### What the task requires
Where does the word "MetricsSink" show up in the data? Please find each such line and copy it.

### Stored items

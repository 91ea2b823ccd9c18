//! Observability: runtime telemetry (metrics) and sink abstractions.
//!
//! Routing, fan-out and cache code never touch metrics state directly;
//! everything flows through [`MetricsEvent`] and [`MetricsSink`].

pub(crate) mod metrics;
pub(crate) mod sink;

// re-exports
pub use metrics::{EventOps, EventReport, EventState, TableCounters, TableSummary};
pub use sink::{
    MetricsEvent, MetricsSink, RouteKind, metrics_report, metrics_reset_all, with_metrics_sink,
};
//! Table metadata consumed by routing.
//!
//! Models are read-only once registered and shared across sessions through
//! the [`Catalog`].

use crate::{
    error::{InternalError, RouteError},
    sql::TableRef,
};
use std::{collections::BTreeMap, sync::Arc};

///
/// FieldModel
///
/// One logical field and the physical column that stores it.
///

#[derive(Clone, Debug, Eq, PartialEq)]
pub struct FieldModel {
    pub name: String,
    pub column: String,
}

///
/// PartitionKey
///
/// Logical field plus the identifier of the partition function applied to
/// it. The function itself is opaque here and interpreted by the
/// `ShardResolver`.
///

#[derive(Clone, Debug, Eq, PartialEq)]
pub struct PartitionKey {
    pub field: String,
    pub function: String,
}

///
/// TableModel
///

#[derive(Clone, Debug, Eq, PartialEq)]
pub struct TableModel {
    pub name: String,
    pub database: String,
    pub table: String,
    pub fields: Vec<FieldModel>,
    pub partition_keys: Vec<PartitionKey>,
}

impl TableModel {
    /// Model whose physical table shares the logical name.
    #[must_use]
    pub fn new(name: impl Into<String>, database: impl Into<String>) -> Self {
        let name = name.into();

        Self {
            table: name.clone(),
            name,
            database: database.into(),
            fields: Vec::new(),
            partition_keys: Vec::new(),
        }
    }

    #[must_use]
    pub fn physical_table(mut self, table: impl Into<String>) -> Self {
        self.table = table.into();
        self
    }

    #[must_use]
    pub fn field(mut self, name: impl Into<String>, column: impl Into<String>) -> Self {
        self.fields.push(FieldModel {
            name: name.into(),
            column: column.into(),
        });
        self
    }

    #[must_use]
    pub fn partition_key(mut self, field: impl Into<String>, function: impl Into<String>) -> Self {
        self.partition_keys.push(PartitionKey {
            field: field.into(),
            function: function.into(),
        });
        self
    }

    #[must_use]
    pub const fn is_partitioned(&self) -> bool {
        !self.partition_keys.is_empty()
    }

    #[must_use]
    pub fn column_of(&self, field: &str) -> Option<&str> {
        self.fields
            .iter()
            .find(|f| f.name == field)
            .map(|f| f.column.as_str())
    }

    /// Physical column of every partition key, upper-cased for
    /// case-insensitive matching, keyed back to the logical field.
    ///
    /// A partition field without a column is a metadata defect and fails
    /// before any routing happens.
    pub fn partition_columns(&self) -> Result<PartitionColumns, InternalError> {
        let mut columns = BTreeMap::new();
        for key in &self.partition_keys {
            let column = self.column_of(&key.field).ok_or_else(|| {
                InternalError::route(RouteError::MetadataInconsistency {
                    table: self.name.clone(),
                    field: key.field.clone(),
                })
            })?;
            columns.insert(column.to_ascii_uppercase(), key.field.clone());
        }

        Ok(PartitionColumns(columns))
    }
}

///
/// PartitionColumns
///
/// Upper-cased physical column → logical partition field.
///

#[derive(Clone, Debug, Default)]
pub struct PartitionColumns(BTreeMap<String, String>);

impl PartitionColumns {
    #[must_use]
    pub fn field_for(&self, column: &str) -> Option<&str> {
        self.0
            .get(&column.to_ascii_uppercase())
            .map(String::as_str)
    }
}

///
/// Catalog
///
/// Registry of table models, keyed case-insensitively by logical name.
///

#[derive(Clone, Debug, Default)]
pub struct Catalog {
    tables: BTreeMap<String, Arc<TableModel>>,
}

impl Catalog {
    #[must_use]
    pub fn new() -> Self {
        Self::default()
    }

    /// Register (or replace) a table model.
    pub fn register(&mut self, model: TableModel) -> Arc<TableModel> {
        let model = Arc::new(model);
        self.tables
            .insert(model.name.to_ascii_uppercase(), Arc::clone(&model));

        model
    }

    #[must_use]
    pub fn get(&self, name: &str) -> Option<&Arc<TableModel>> {
        self.tables.get(&name.to_ascii_uppercase())
    }

    #[must_use]
    pub fn resolve(&self, table: &TableRef) -> Option<&Arc<TableModel>> {
        self.get(&table.name)
    }

    pub fn iter(&self) -> impl Iterator<Item = &Arc<TableModel>> {
        self.tables.values()
    }
}

///
/// TESTS
///
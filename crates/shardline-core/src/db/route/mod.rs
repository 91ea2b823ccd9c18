//! Partition routing: bind parameters, collect dimensions, resolve
//! partitions.

mod bucket;
mod collect;
mod params;
mod resolve;

#[cfg(test)]
mod tests;

use crate::{
    error::InternalError,
    model::{Catalog, TableModel},
    obs::{MetricsEvent, RouteKind, sink::record},
    sql::{SelectBody, Statement},
    value::Value,
};
use std::sync::Arc;
use tracing::trace;

// re-exports
pub use bucket::{Bucket, BucketPartition, BucketShardMap};
pub use collect::collect;
pub use params::BoundParams;
pub use resolve::{PartitionResult, Route, ShardResolver, resolve_partitions};

///
/// ModificationPoint
///
/// Position of a partition-key value written by an insert (column list
/// index) or an update (`SET` list index).
///

#[derive(Clone, Debug, Eq, PartialEq)]
pub struct ModificationPoint {
    pub field: String,
    pub position: usize,
}

///
/// StatementContext
///
/// A statement with its parameter slots stamped and bound, plus the model
/// of the table it targets (when registered).
///

#[derive(Clone, Debug)]
pub struct StatementContext {
    pub statement: Statement,
    pub model: Option<Arc<TableModel>>,
    pub params: BoundParams,
    pub modification_points: Vec<ModificationPoint>,
}

impl StatementContext {
    /// Logical table name used for metrics and cache keys.
    #[must_use]
    pub fn table_name(&self) -> String {
        match (&self.model, self.statement.target_table()) {
            (Some(model), _) => model.name.clone(),
            (None, Some(table)) => table.name.clone(),
            (None, None) => String::new(),
        }
    }

    #[must_use]
    pub fn is_partitioned(&self) -> bool {
        self.model.as_ref().is_some_and(|m| m.is_partitioned())
    }
}

///
/// Router
///
/// Shared, read-only routing front end over a catalog and a shard resolver.
///

#[derive(Clone)]
pub struct Router {
    catalog: Arc<Catalog>,
    resolver: Arc<dyn ShardResolver>,
}

impl Router {
    #[must_use]
    pub fn new(catalog: Arc<Catalog>, resolver: Arc<dyn ShardResolver>) -> Self {
        Self { catalog, resolver }
    }

    #[must_use]
    pub fn catalog(&self) -> &Catalog {
        &self.catalog
    }

    /// Reconcile `values` with the statement's parameter slots and attach
    /// the target table model.
    pub fn bind(
        &self,
        mut statement: Statement,
        values: Vec<Value>,
    ) -> Result<StatementContext, InternalError> {
        let params = BoundParams::bind(&mut statement, values)?;
        let model = self.model_for(&statement)?;
        let modification_points = match &model {
            Some(model) if model.is_partitioned() => modification_points(&statement, model)?,
            _ => Vec::new(),
        };

        Ok(StatementContext {
            statement,
            model,
            params,
            modification_points,
        })
    }

    /// Route a bound statement. `None` when the table is not partitioned
    /// (or not registered); such statements run on one database directly.
    pub fn route(&self, ctx: &StatementContext) -> Result<Option<Route>, InternalError> {
        let Some(model) = ctx.model.as_ref().filter(|m| m.is_partitioned()) else {
            return Ok(None);
        };

        let dimensions = collect(ctx)?;
        let route = resolve_partitions(self.resolver.as_ref(), model, dimensions)?;

        trace!(
            table = %model.name,
            kind = ?route.kind,
            partitions = route.partitions.len(),
            "statement routed"
        );
        record(MetricsEvent::Route {
            table: &model.name,
            kind: route.kind,
            partitions: u64::try_from(route.partitions.len()).unwrap_or(u64::MAX),
        });

        Ok(Some(route))
    }

    /// Record a direct (unpartitioned) route for metrics.
    pub(crate) fn record_direct(table: &str) {
        record(MetricsEvent::Route {
            table,
            kind: RouteKind::Direct,
            partitions: 1,
        });
    }

    fn model_for(&self, statement: &Statement) -> Result<Option<Arc<TableModel>>, InternalError> {
        if let Statement::Select(SelectBody::Union { selects, .. }) = statement {
            let partitioned = selects
                .iter()
                .filter_map(|s| s.table())
                .filter_map(|t| self.catalog.resolve(t))
                .any(|m| m.is_partitioned());
            if partitioned {
                return Err(InternalError::unroutable(
                    "union selects over partitioned tables are not supported",
                ));
            }

            return Ok(None);
        }

        Ok(statement
            .target_table()
            .and_then(|table| self.catalog.resolve(table))
            .cloned())
    }
}

fn modification_points(
    statement: &Statement,
    model: &TableModel,
) -> Result<Vec<ModificationPoint>, InternalError> {
    let columns = model.partition_columns()?;
    let written: Vec<&str> = match statement {
        Statement::Insert(insert) => insert.columns.iter().map(|c| c.name.as_str()).collect(),
        Statement::Update(update) => update.sets.iter().map(|(c, _)| c.name.as_str()).collect(),
        Statement::Select(_) | Statement::Delete(_) | Statement::Truncate(_) => Vec::new(),
    };

    Ok(written
        .into_iter()
        .enumerate()
        .filter_map(|(position, column)| {
            columns.field_for(column).map(|field| ModificationPoint {
                field: field.to_string(),
                position,
            })
        })
        .collect())
}
//! One caller's view of the sharded database: routing, fan-out and a
//! private result cache.

use crate::{
    db::{
        cache::{CacheKey, CacheStatsSnapshot, KeyDimension, SessionCache, WriteEvent},
        executor::{FanOutExecutor, PlanOutput, Row, StatementExecutor},
        plan::{build_count_plan, build_plan},
        route::{Route, Router, StatementContext},
    },
    error::InternalError,
    sql::{SelectBody, Statement},
    value::Value,
};
use shardline_config::ShardlineConfig;
use std::sync::Arc;
use tracing::debug;

///
/// ShardSession
///
/// Owns its cache; the router, worker pool and statement executor are
/// shared with every other session.
///

pub struct ShardSession {
    router: Router,
    fanout: FanOutExecutor,
    executor: Arc<dyn StatementExecutor>,
    cache: SessionCache<Row>,
    default_database: String,
}

impl ShardSession {
    #[must_use]
    pub fn new(
        router: Router,
        fanout: FanOutExecutor,
        executor: Arc<dyn StatementExecutor>,
        config: &ShardlineConfig,
    ) -> Self {
        Self {
            router,
            fanout,
            executor,
            cache: SessionCache::new(&config.cache),
            default_database: config.session.default_database.clone(),
        }
    }

    /// Run a select, answering from the cache when the same predicate and
    /// values were loaded before.
    pub fn select(
        &mut self,
        statement: Statement,
        values: Vec<Value>,
    ) -> Result<Vec<Row>, InternalError> {
        let ctx = self.router.bind(statement, values)?;
        if ctx.statement.kind().is_write() {
            return Err(InternalError::plan_invariant(
                "select called with a write statement",
            ));
        }

        let key = self.cache_key(&ctx);
        if let Some(key) = &key
            && let Some(rows) = self.cache.load(key)
        {
            return Ok(rows.to_vec());
        }

        let route = self.route_or_direct(&ctx)?;
        let plan = build_plan(&ctx, &route)?;
        let rows = self
            .fanout
            .execute(&plan, self.executor.as_ref())?
            .into_rows()?;

        if let Some(key) = key {
            self.cache.on_load(key, &rows);
        }

        Ok(rows)
    }

    /// Count the rows a select would return. Counts are never cached.
    pub fn count(&self, statement: Statement, values: Vec<Value>) -> Result<u64, InternalError> {
        let ctx = self.router.bind(statement, values)?;
        let route = self.route_or_direct(&ctx)?;
        let plan = build_count_plan(&ctx, &route)?;

        self.fanout
            .execute(&plan, self.executor.as_ref())?
            .into_total()
    }

    /// Run a write and invalidate what it may have changed. Returns the
    /// affected row count summed over partitions.
    pub fn execute(
        &mut self,
        statement: Statement,
        values: Vec<Value>,
    ) -> Result<u64, InternalError> {
        let ctx = self.router.bind(statement, values)?;
        if !ctx.statement.kind().is_write() {
            return Err(InternalError::plan_invariant(
                "execute called with a select statement",
            ));
        }

        let route = self.route_or_direct(&ctx)?;
        let plan = build_plan(&ctx, &route)?;
        let outcome = self
            .fanout
            .execute(&plan, self.executor.as_ref())
            .and_then(PlanOutput::into_total);
        let affected = match outcome {
            Ok(affected) => affected,
            Err(err) => {
                // partitions that ran before the failure keep their writes
                let table = ctx.table_name();
                let cleared = self.cache.evict_table(&table);
                debug!(table = %table, buckets_cleared = cleared, "write failed, cache cleared");

                return Err(err);
            }
        };

        if let Some(event) = self.write_event(&ctx) {
            self.cache.on_write(event);
        }

        Ok(affected)
    }

    #[must_use]
    pub const fn cache(&self) -> &SessionCache<Row> {
        &self.cache
    }

    pub const fn cache_mut(&mut self) -> &mut SessionCache<Row> {
        &mut self.cache
    }

    #[must_use]
    pub fn cache_stats(&self) -> CacheStatsSnapshot {
        self.cache.stats()
    }

    #[must_use]
    pub const fn router(&self) -> &Router {
        &self.router
    }

    // Only single-table plain selects are cached.
    fn cache_key(&self, ctx: &StatementContext) -> Option<CacheKey> {
        let Statement::Select(SelectBody::Plain(select)) = &ctx.statement else {
            return None;
        };
        select.table()?;

        Some(CacheKey::new(
            ctx.table_name(),
            KeyDimension::for_select(select, self.cache.dialect()),
            ctx.params.values_for(&ctx.statement),
        ))
    }

    fn route_or_direct(&self, ctx: &StatementContext) -> Result<Route, InternalError> {
        if let Some(route) = self.router.route(ctx)? {
            return Ok(route);
        }

        let table = ctx.table_name();
        let (database, physical) = match &ctx.model {
            Some(model) => (model.database.as_str(), model.table.clone()),
            None => (self.default_database.as_str(), table.clone()),
        };
        debug!(table = %table, database, "direct route");
        Router::record_direct(&table);

        Ok(Route::direct(database, physical))
    }

    // Inserts carry no point identity here: the model has no primary key.
    fn write_event(&self, ctx: &StatementContext) -> Option<WriteEvent<Row>> {
        let table = ctx.table_name();

        let event = match &ctx.statement {
            Statement::Select(_) => return None,
            Statement::Truncate(_) => WriteEvent::Truncate { table },
            Statement::Insert(_) => WriteEvent::Insert {
                table,
                identity: None,
            },
            Statement::Update(_) | Statement::Delete(_) => {
                let predicate = ctx.statement.where_clause();
                let dimension = KeyDimension::for_predicate(predicate, self.cache.dialect());
                let params = predicate
                    .map(|expr| ctx.params.values_in(expr))
                    .unwrap_or_default();

                if matches!(ctx.statement, Statement::Delete(_)) {
                    WriteEvent::Delete {
                        table,
                        dimension,
                        params,
                    }
                } else {
                    WriteEvent::Update {
                        table,
                        dimension,
                        params,
                    }
                }
            }
        };

        Some(event)
    }
}

///
/// TESTS
///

### Your solution
//! everything flows through [`MetricsEvent`] and [`MetricsSink`].
    MetricsEvent, MetricsSink, RouteKind, metrics_report, metrics_reset_all, with_metrics_sink,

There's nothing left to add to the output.